К тому же в Москве никогда, по сути, не было школы да и – за редкими исключениями – серьёзных исследований по Древнему Ближнему Востоку. Так исторически сложилось, что это была скорее питерская школа. В послевоенное время она была представлена, в первую очередь, фигурой Игоря Михайловича Дьяконова и ученых, которые вместе или рядом с ним работали. Когда он стал отходить от активной науки, а в 1999 году умер, стало понятно, что питерская школа затухает. Последний ученик Игоря Михайловича, его последний соавтор, с которым они сделали несколько интересных работ, волей обстоятельств оказался нашим аспирантом. Это Леонид Коган – тогда еще совсем молодой человек, да и сейчас не старик, хотя заведует кафедрой древнего Ближнего Востока. Он привёз с собой ощущение неудовлетворённости тем, что в его специальности происходит в Питере. К тому времени к нам пришел СережаТищенко, который тоже занимался древними ближневосточными и библейскими сюжетами. В общем, стала складываться группа, которая ощущала потребность заняться преподаванием и чувствовала себя вполне к этому готовой.
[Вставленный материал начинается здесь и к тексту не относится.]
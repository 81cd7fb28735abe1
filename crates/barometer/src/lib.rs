#![doc = include_str!("../README.md")]
#![doc(issue_tracker_base_url = "https://github.com/factordynamics/barometer/issues/")]
#![cfg_attr(docsrs, feature(doc_cfg, doc_auto_cfg))]
#![warn(missing_docs)]
#![forbid(unsafe_code)]

//! # barometer
//!
//! Daily composite market indices: growth, inflation, liquidity, sentiment
//! and leading.
//!
//! barometer is an umbrella crate that re-exports all barometer sub-crates and
//! adds the [`Pipeline`] that runs one daily update end to end.
//!
//! ## Quick Start
//!
//! ```ignore
//! use barometer::{Pipeline, PipelineConfig};
//!
//! #[tokio::main]
//! async fn main() -> barometer::Result<()> {
//!     let config = PipelineConfig {
//!         credential: std::env::var("FRED_API_KEY").ok(),
//!         ..PipelineConfig::default()
//!     };
//!     let pipeline = Pipeline::from_config(config)?;
//!     let today = chrono::Local::now().date_naive();
//!     let report = pipeline.run(today).await?;
//!     println!("{} -> {:?}", report.record.date(), report.outcome);
//!     Ok(())
//! }
//! ```
//!
//! ## Crate Organization
//!
//! - [`traits`] - Raw series, the [`Normalizer`] trait and the error taxonomy
//! - [`signals`] - Alignment, normalization and component scoring
//! - [`combine`] - Composite weighting and the [`IndexComposer`]
//! - [`store`] - The JSON history artifact
//! - [`sources`] - Yahoo Finance and FRED clients
//!
//! ## Architecture
//!
//! 1. **Sources** fetch market closes and macro series
//! 2. The **aligner** forward-fills everything onto the SPY trading calendar
//! 3. **Components** derive and normalize each input signal
//! 4. The **composer** weights components into the five indices
//! 5. The **store** merges the latest record into history

/// Version information for the barometer crate.
pub const VERSION: &str = env!("CARGO_PKG_VERSION");

pub mod config;
pub mod pipeline;

pub use config::PipelineConfig;
pub use pipeline::{FetchedSeries, Pipeline, RunReport};

// ============================================================================
// Core Types
// ============================================================================

/// Core types and traits.
///
/// - [`RawSeries`] - Dated observations as fetched
/// - [`Normalizer`] - Rolling column normalization
/// - [`BarometerError`] - Error taxonomy with process exit codes
pub mod traits {
    pub use barometer_traits::*;
}

pub use barometer_traits::{BarometerError, Date, Normalizer, RawSeries, Result};

// ============================================================================
// Signals
// ============================================================================

/// Series alignment, normalization and component definitions.
///
/// ## Components
///
/// | Index | Components |
/// |-------|------------|
/// | Growth | `z_pmi`, `z_ratio` |
/// | Inflation | `z_t5yifr`, `z_commodity` |
/// | Liquidity | `z_net_liquidity` |
/// | Sentiment | `score_momentum`, `score_vix`, `score_putcall`, `score_safehaven`, `score_junk` |
/// | Leading | `z_coppergold`, `z_betavol`, `z_yieldspread` |
///
/// Z-score components use a rolling window (252 days by default). Sentiment
/// components are scaled to 0-100 with a rolling Min-Max, inverted for the
/// fear gauges.
pub mod signals {
    pub use barometer_signals::*;
}

pub use barometer_signals::{IndexKind, SeriesAligner};

// ============================================================================
// Combination
// ============================================================================

/// Composite weighting.
///
/// Growth and inflation average their two components with fixed weights,
/// sentiment and leading take an equal-weight mean. When a non-critical input
/// is absent its component is dropped and the remaining weights are
/// renormalized.
pub mod combine {
    pub use barometer_combine::*;
}

pub use barometer_combine::{Combiner, IndexComposer, ScoreFrame, Snapshot};

// ============================================================================
// History
// ============================================================================

/// The history artifact.
///
/// A JSON array of positional records ordered by date, one per day, written
/// atomically. Older named-key artifacts are migrated on load.
pub mod store {
    pub use barometer_store::*;
}

pub use barometer_store::{HistoryRecord, HistoryStore};

// ============================================================================
// Data Providers
// ============================================================================

/// Market and macro data providers.
///
/// ## Setup
///
/// 1. Get a free FRED API key at <https://fred.stlouisfed.org/docs/api/api_key.html>
/// 2. Set the `FRED_API_KEY` environment variable or add to `.env` file
///
/// Yahoo Finance needs no key.
pub mod sources {
    pub use barometer_sources::*;
}

// ============================================================================
// Prelude
// ============================================================================

/// Prelude module for convenient imports.
///
/// ```ignore
/// use barometer::prelude::*;
/// ```
pub mod prelude {
    pub use crate::{
        BarometerError, Combiner, Date, HistoryRecord, HistoryStore, IndexKind, Normalizer,
        Pipeline, PipelineConfig, RawSeries, Result, Snapshot,
    };
    pub use barometer_sources::{MacroDataSource, MarketDataSource};
}

// ============================================================================
// Tests
// ============================================================================
//! Fixed-weight component combination.

use barometer_traits::{BarometerError, Result};
use ndarray::Array1;
use serde::{Deserialize, Serialize};

use crate::combiner::{Combiner, ScoreColumn, validate_columns};

/// Configuration for fixed-weight combination.
#[derive(Debug, Clone, Default, Serialize, Deserialize)]
pub struct FixedWeightConfig {
    /// Weight per component name
    pub weights: Vec<(String, f64)>,
}

impl FixedWeightConfig {
    /// Builds a configuration from static `(component, weight)` pairs.
    pub fn from_pairs(pairs: &[(&str, f64)]) -> Self {
        Self {
            weights: pairs
                .iter()
                .map(|(name, weight)| ((*name).to_string(), *weight))
                .collect(),
        }
    }
}

/// Fixed-weight combiner.
///
/// Each input is looked up by name in the configured weights. The weights of
/// the inputs actually supplied are rescaled to sum to 1, so passing a subset
/// of the configured components yields their renormalized weighted average.
///
/// # Examples
///
/// ```rust,no_run
/// use barometer_combine::{Combiner, FixedWeightCombiner, FixedWeightConfig, ScoreColumn};
///
/// let combiner = FixedWeightCombiner::new(FixedWeightConfig::from_pairs(&[
///     ("z_pmi", 0.5),
///     ("z_ratio", 0.5),
/// ]));
///
/// let columns = vec![
///     ScoreColumn::from_options("z_pmi", &[Some(1.0)]),
///     ScoreColumn::from_options("z_ratio", &[Some(-0.5)]),
/// ];
/// let composite = combiner.combine(&columns).unwrap();
/// assert_eq!(composite[0], 0.25);
/// ```
#[derive(Debug, Clone, Default)]
pub struct FixedWeightCombiner {
    config: FixedWeightConfig,
}

impl FixedWeightCombiner {
    /// Create a new fixed-weight combiner with the given configuration.
    pub const fn new(config: FixedWeightConfig) -> Self {
        Self { config }
    }

    /// Configured weight of a component.
    pub fn weight(&self, name: &str) -> Option<f64> {
        self.config
            .weights
            .iter()
            .find(|(component, _)| component == name)
            .map(|(_, weight)| *weight)
    }

    /// Weights for `columns`, rescaled to sum to 1.
    fn compute_weights(&self, columns: &[ScoreColumn]) -> Result<Vec<f64>> {
        let raw = columns
            .iter()
            .map(|column| {
                self.weight(&column.name).ok_or_else(|| {
                    BarometerError::InvalidData(format!(
                        "no weight configured for component '{}'",
                        column.name
                    ))
                })
            })
            .collect::<Result<Vec<_>>>()?;

        let total: f64 = raw.iter().sum();
        if total.abs() < 1e-10 {
            return Err(BarometerError::InvalidData(
                "component weights sum to zero".to_string(),
            ));
        }

        Ok(raw.iter().map(|w| w / total).collect())
    }
}

impl Combiner for FixedWeightCombiner {
    fn combine(&self, columns: &[ScoreColumn]) -> Result<Array1<f64>> {
        let n_rows = validate_columns(columns)?;
        let weights = self.compute_weights(columns)?;

        let mut composite = Array1::zeros(n_rows);
        for (column, &weight) in columns.iter().zip(weights.iter()) {
            composite += &(&column.scores * weight);
        }

        Ok(composite)
    }

    fn name(&self) -> &str {
        "fixed_weight"
    }
}

#[cfg(test)]
mod tests {
    use super::*;
    use approx::assert_relative_eq;

    fn growth() -> FixedWeightCombiner {
        FixedWeightCombiner::new(FixedWeightConfig::from_pairs(&[
            ("z_pmi", 0.5),
            ("z_ratio", 0.5),
        ]))
    }

    #[test]
    fn test_weighted_sum() {
        let combiner = FixedWeightCombiner::new(FixedWeightConfig::from_pairs(&[
            ("a", 0.75),
            ("b", 0.25),
        ]));
        let columns = vec![
            ScoreColumn::from_options("a", &[Some(1.0), Some(2.0)]),
            ScoreColumn::from_options("b", &[Some(-1.0), Some(2.0)]),
        ];

        let result = combiner.combine(&columns).unwrap();
        assert_relative_eq!(result[0], 0.5);
        assert_relative_eq!(result[1], 2.0);
    }

    #[test]
    fn test_subset_is_renormalized() {
        let columns = vec![ScoreColumn::from_options("z_ratio", &[Some(1.2), Some(-0.4)])];

        let result = growth().combine(&columns).unwrap();
        assert_relative_eq!(result[0], 1.2);
        assert_relative_eq!(result[1], -0.4);
    }

    #[test]
    fn test_undefined_input_propagates() {
        let columns = vec![
            ScoreColumn::from_options("z_pmi", &[None, Some(1.0)]),
            ScoreColumn::from_options("z_ratio", &[Some(1.0), Some(1.0)]),
        ];

        let result = growth().combine(&columns).unwrap();
        assert!(result[0].is_nan());
        assert_relative_eq!(result[1], 1.0);
    }

    #[test]
    fn test_unknown_component_is_rejected() {
        let columns = vec![ScoreColumn::from_options("z_vix", &[Some(1.0)])];
        assert!(growth().combine(&columns).is_err());
    }

    #[test]
    fn test_zero_total_weight_is_rejected() {
        let combiner = FixedWeightCombiner::new(FixedWeightConfig::from_pairs(&[("a", 0.0)]));
        let columns = vec![ScoreColumn::from_options("a", &[Some(1.0)])];
        assert!(combiner.combine(&columns).is_err());
    }

    #[test]
    fn test_weight_lookup() {
        assert_eq!(growth().weight("z_pmi"), Some(0.5));
        assert_eq!(growth().weight("z_vix"), None);
        assert_eq!(growth().name(), "fixed_weight");
    }
}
И вот появились первые студенты, которых мы взяли, кажется, в 1997 году. Это были ещё не наши собственные ученики, они поступали на Историко-филологический факультет, но по направлению своей специализации считались нашими студентами. Это были ассириологи и специально нами придуманные (чтобы не совпадать с уже существовавшим в РГГУ Центром иудаики, который занимался современными проблемами) специалисты по Сирии и Палестине. Уклончивое название, но оно охватывало почти весь древний Ближний Восток. Чуть позже мы сделали попытку, может быть, единственную пока неудачную, организовать преподавание и древнеегипетского языка, организовать египтологию. Этим занимался Миша Чегодаев, но что-то тут не сошлось, даже и не могу объяснить, что именно. Не получилось. Два выпуска прошли впустую, мы никого не смогли оставить у себя ни для преподавания, ни для занятия наукой.
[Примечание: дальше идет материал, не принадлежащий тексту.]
//! Market and macro data source clients for barometer.
//!
//! This crate provides the two external collaborators of the pipeline:
//!
//! - [`YahooClient`]: daily closes from the Yahoo Finance chart API
//! - [`FredClient`]: macro series from the
//!   [FRED](https://fred.stlouisfed.org/) API
//!
//! Both are exposed to the pipeline through the [`MarketDataSource`] and
//! [`MacroDataSource`] traits so tests can substitute in-memory sources.
//!
//! # Usage
//!
//! ```rust,ignore
//! use barometer_sources::{FredClient, MacroDataSource, MarketDataSource, YahooClient};
//!
//! #[tokio::main]
//! async fn main() -> Result<(), Box<dyn std::error::Error>> {
//!     let fred = FredClient::new(std::env::var("FRED_API_KEY")?);
//!     let walcl = fred.fetch_series("WALCL", start, end).await?;
//!
//!     let yahoo = YahooClient::new();
//!     let closes = yahoo.fetch_closes(&["SPY", "^VIX"], start, end).await?;
//!
//!     Ok(())
//! }
//! ```
//!
//! # API Key
//!
//! [`FredClient`] takes the key explicitly. The `barometer` binary reads it
//! from `--fred-api-key` or `FRED_API_KEY` (a `.env` file is honoured).

mod error;
mod fred;
mod source;
mod types;
mod yahoo;

pub use error::SourceError;
pub use fred::FredClient;
pub use source::{MacroDataSource, MarketDataSource};
pub use types::*;
pub use yahoo::YahooClient;

/// Result type for data source operations.
pub type Result<T> = std::result::Result<T, SourceError>;
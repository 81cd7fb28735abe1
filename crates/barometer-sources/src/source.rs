//! Provider abstractions consumed by the pipeline.

use std::collections::BTreeMap;
use std::future::Future;

use tracing::warn;

use crate::{FredClient, Result, YahooClient};
use barometer_traits::{Date, RawSeries, SeriesId};

/// Daily closes per ticker.
///
/// Implementations may omit tickers they have no data for; the returned map
/// then simply lacks those keys.
pub trait MarketDataSource: Send + Sync {
    /// Fetch daily closes for `symbols` between `start` and `end` (inclusive).
    fn fetch_closes(
        &self,
        symbols: &[&str],
        start: Date,
        end: Date,
    ) -> impl Future<Output = Result<BTreeMap<SeriesId, RawSeries>>> + Send;
}

/// Timestamped macro series by id.
///
/// Any retrieval failure is returned as an error.
pub trait MacroDataSource: Send + Sync {
    /// Fetch one series between `start` and `end` (inclusive).
    fn fetch_series(
        &self,
        series_id: &str,
        start: Date,
        end: Date,
    ) -> impl Future<Output = Result<RawSeries>> + Send;
}

impl MarketDataSource for YahooClient {
    async fn fetch_closes(
        &self,
        symbols: &[&str],
        start: Date,
        end: Date,
    ) -> Result<BTreeMap<SeriesId, RawSeries>> {
        let mut closes = BTreeMap::new();
        for &symbol in symbols {
            match self.daily_closes(symbol, start, end).await? {
                Some(series) => {
                    closes.insert(symbol.to_string(), series);
                }
                None => warn!(symbol, "market data source has no data for symbol; omitted"),
            }
        }
        Ok(closes)
    }
}

impl MacroDataSource for FredClient {
    async fn fetch_series(&self, series_id: &str, start: Date, end: Date) -> Result<RawSeries> {
        self.observations(series_id, start, end).await
    }
}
Б.Д.: А куда эти люди пошли?

И.С.: Пошли в самые разные сферы: от торговли вином до журналистики. Не пропадает никто, это нужно сразу сказать. Если люди не продолжают заниматься тем, чему мы их учили, то интеллектуальный тренинг, который они тут получают, даром не проходит. Это, кстати, касается и античников, и восточников – они все устраиваются хорошо. Но проблема с той же египтологией в том, что времени нам отпущено не так много. Еще несколько таких холостых выпусков – и целая область знания может, как Атлантида, исчезать с интеллектуальной карты России.

Кому-то, вероятно, кажется, что проживем и без науки о Древнем Египте, есть дела понасущнее. Но культура не терпит пустот, зияния, платить за них приходится одичанием общества, а это – непомерная цена.

Б.Д.: Ну, а ближневосточная специализация, переднеазиатская, скажем так, получилась, и с тех пор постоянно функционирует.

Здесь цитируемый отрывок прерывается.